Figure 1: Mutation spectrum revealed by whole-exome sequencing in 102 ICC patients.

(a) Somatic mutation density (mutations per Mb) in 102 ICC patients. Non-synonymous and synonymous are separated into two categories. (b) Proportion of six types of single-nucleotide substitutions in 102 patients sorted by the order as Fig. 1a. Different types of single nucleotide variants (SNVs) are consistently coloured in this figure. (c) Rate of different types of somatic mutations. (d) Mean of six types of SNVs and indels in 102 ICC patients. (e) Types of SNVs on transcribed strand and non-transcribed strand. P-value is estimated by paired Student’s t-test. (f) Triple-nucleotide mutation context.
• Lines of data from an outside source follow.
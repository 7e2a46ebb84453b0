//! Dataset rows and the artifacts they come from.

use std::path::{Path, PathBuf};

use crate::extract::{QuantityResult, StepQuantities};
use crate::project::resolve_project_name;
use crate::provider::{QuantityKind, Step};

/// One discovered result file.
#[derive(Clone, Debug, PartialEq, Eq)]
pub struct Artifact {
    /// Location of the result file.
    pub path: PathBuf,
    /// Project the file belongs to.
    pub project: String,
}

impl Artifact {
    /// Describe the artifact at `path`, naming its project from `marker`.
    #[must_use]
    pub fn discovered(path: PathBuf, marker: &str) -> Self {
        let project = resolve_project_name(&path, marker);
        Self { path, project }
    }
}

/// One row of the dataset: the aggregates of one step of one artifact.
#[derive(Clone, Debug, PartialEq)]
pub struct Record {
    /// Project identifier.
    pub project: String,
    /// Step the aggregates belong to.
    pub step: Step,
    /// Largest nodal displacement magnitude.
    pub displacement: QuantityResult,
    /// Largest nodal stress value.
    pub stress: QuantityResult,
    /// Norm of the net reaction force.
    pub reaction_force: QuantityResult,
    /// Result file the row was extracted from.
    pub source: PathBuf,
}

impl Record {
    /// Aggregate of `kind`.
    #[must_use]
    pub fn quantity(&self, kind: QuantityKind) -> QuantityResult {
        match kind {
            QuantityKind::Displacement => self.displacement,
            QuantityKind::Stress => self.stress,
            QuantityKind::ReactionForce => self.reaction_force,
        }
    }

    /// Mark the aggregate of `kind` as unavailable.
    pub(crate) fn clear(&mut self, kind: QuantityKind) {
        match kind {
            QuantityKind::Displacement => self.displacement = QuantityResult::Unavailable,
            QuantityKind::Stress => self.stress = QuantityResult::Unavailable,
            QuantityKind::ReactionForce => self.reaction_force = QuantityResult::Unavailable,
        }
    }
}

/// Package the aggregates of one step into a row.
#[must_use]
pub fn assemble_record(
    project: &str,
    step: Step,
    quantities: StepQuantities,
    source: &Path,
) -> Record {
    Record {
        project: project.to_owned(),
        step,
        displacement: quantities.displacement,
        stress: quantities.stress,
        reaction_force: quantities.reaction_force,
        source: source.to_path_buf(),
    }
}

/// Rows extracted from one artifact, with the quantity columns it provides.
#[derive(Clone, Debug, PartialEq)]
pub struct ArtifactTable {
    /// Quantity columns populated by this artifact.
    pub columns: Vec<QuantityKind>,
    /// Rows in step order.
    pub records: Vec<Record>,
}

impl ArtifactTable {
    /// Create an empty table providing `columns`.
    #[must_use]
    pub fn new(columns: &[QuantityKind]) -> Self {
        Self {
            columns: columns.to_vec(),
            records: Vec::new(),
        }
    }

    /// Append a row.
    pub fn push(&mut self, record: Record) {
        self.records.push(record);
    }

    /// Number of rows.
    #[must_use]
    pub fn len(&self) -> usize {
        self.records.len()
    }

    /// Whether the table has no rows.
    #[must_use]
    pub fn is_empty(&self) -> bool {
        self.records.is_empty()
    }
}

#[cfg(test)]
mod tests {
    use super::*;

    #[test]
    fn assembles_provenance_and_aggregates() {
        let quantities = StepQuantities {
            displacement: QuantityResult::Value(1.5),
            stress: QuantityResult::Value(300.0),
            reaction_force: QuantityResult::Fallback(0.0),
        };
        let source = Path::new("/data/SPRING/3_SIMULACION/file.rst");
        let record = assemble_record("SPRING", Step::new(2, 0.5), quantities, source);

        assert_eq!(record.project, "SPRING");
        assert_eq!(record.step, Step::new(2, 0.5));
        assert_eq!(record.quantity(QuantityKind::Stress), QuantityResult::Value(300.0));
        assert_eq!(record.reaction_force, QuantityResult::Fallback(0.0));
        assert_eq!(record.source, source);
    }

    #[test]
    fn discovered_artifact_resolves_project() {
        let artifact = Artifact::discovered(
            PathBuf::from("/data/SPRING/3_SIMULACION/file.rst"),
            "3_SIMULACION",
        );
        assert_eq!(artifact.project, "SPRING");
    }
}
Six types of point mutations are reflected by six colour-coded blocks. Each block has 16 columns, indicating different flanking nucleotides of mutation sites. The ‘Pie chart’ shows the proportion of each type of point mutations. (g) Mutation signatures. The upper panel shows two mutation signatures predicted by the programme EMu. The lower panel shows the percentage of the contributions of two pathological features in each ICC patient, correlating with liver inflammation or fibrosis (upper), cirrhosis (middle) and liver inflammation, fibrosis or cirrhosis (lower).